**RECORDS FOR THIS TASK**
//! Cancellation tokens. A token is the sole authentication for self-service
//! cancellation: 128 bits from the OS RNG, hex-encoded, stored alongside the
//! reservation and never derived from any booking field.

use std::fmt;

use rand::RngCore;
use rand::rngs::OsRng;
use serde::{Deserialize, Serialize};

const TOKEN_BYTES: usize = 16;

#[derive(Clone, PartialEq, Eq, Hash, Serialize, Deserialize)]
#[serde(transparent)]
pub struct CancelToken(String);

impl CancelToken {
    /// Mint a fresh token.
    pub fn mint() -> Self {
        let mut bytes = [0u8; TOKEN_BYTES];
        OsRng.fill_bytes(&mut bytes);
        Self(hex::encode(bytes))
    }

    pub fn as_str(&self) -> &str {
        &self.0
    }
}

// Tokens are secrets — keep them out of debug output and logs.
impl fmt::Debug for CancelToken {
    fn fmt(&self, f: &mut fmt::Formatter<'_>) -> fmt::Result {
        f.write_str("CancelToken(..)")
    }
}
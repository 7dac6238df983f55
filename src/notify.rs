use chrono::NaiveDate;
use tokio::sync::broadcast;
use ulid::Ulid;

const CHANNEL_CAPACITY: usize = 256;

/// Everything the external mailer needs to send a confirmation.
#[derive(Debug, Clone, PartialEq, Eq)]
pub struct ConfirmationNotice {
    pub booking_id: Ulid,
    pub email: Option<String>,
    pub booker_name: String,
    pub booking_date: NaiveDate,
    /// `HH:MM` venue-local.
    pub start_time: String,
    pub court_name: String,
    pub house_name: String,
    pub cancellation_token: String,
}

/// Fire-and-forget hand-off hub for confirmed admissions. Delivery problems
/// never reach the admission path: send is a no-op without subscribers, and a
/// lagging subscriber only loses its own backlog.
pub struct NotifyHub {
    tx: broadcast::Sender<ConfirmationNotice>,
}

impl Default for NotifyHub {
    fn default() -> Self {
        Self::new()
    }
}

impl NotifyHub {
    pub fn new() -> Self {
        let (tx, _) = broadcast::channel(CHANNEL_CAPACITY);
        Self { tx }
    }

    pub fn subscribe(&self) -> broadcast::Receiver<ConfirmationNotice> {
        self.tx.subscribe()
    }

    /// Send a notice. No-op if nobody is listening.
    pub fn send(&self, notice: ConfirmationNotice) {
        let _ = self.tx.send(notice);
    }
}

**DESCRIPTION OF THE TASK**
All lines in the data above from the one with "subscribers, and a" through the one with "fn default() ->" must be repeated exactly, and no others.

**TASK SOLUTION**
/// never reach the admission path: send is a no-op without subscribers, and a
/// lagging subscriber only loses its own backlog.
pub struct NotifyHub {
    tx: broadcast::Sender<ConfirmationNotice>,
}

impl Default for NotifyHub {
    fn default() -> Self {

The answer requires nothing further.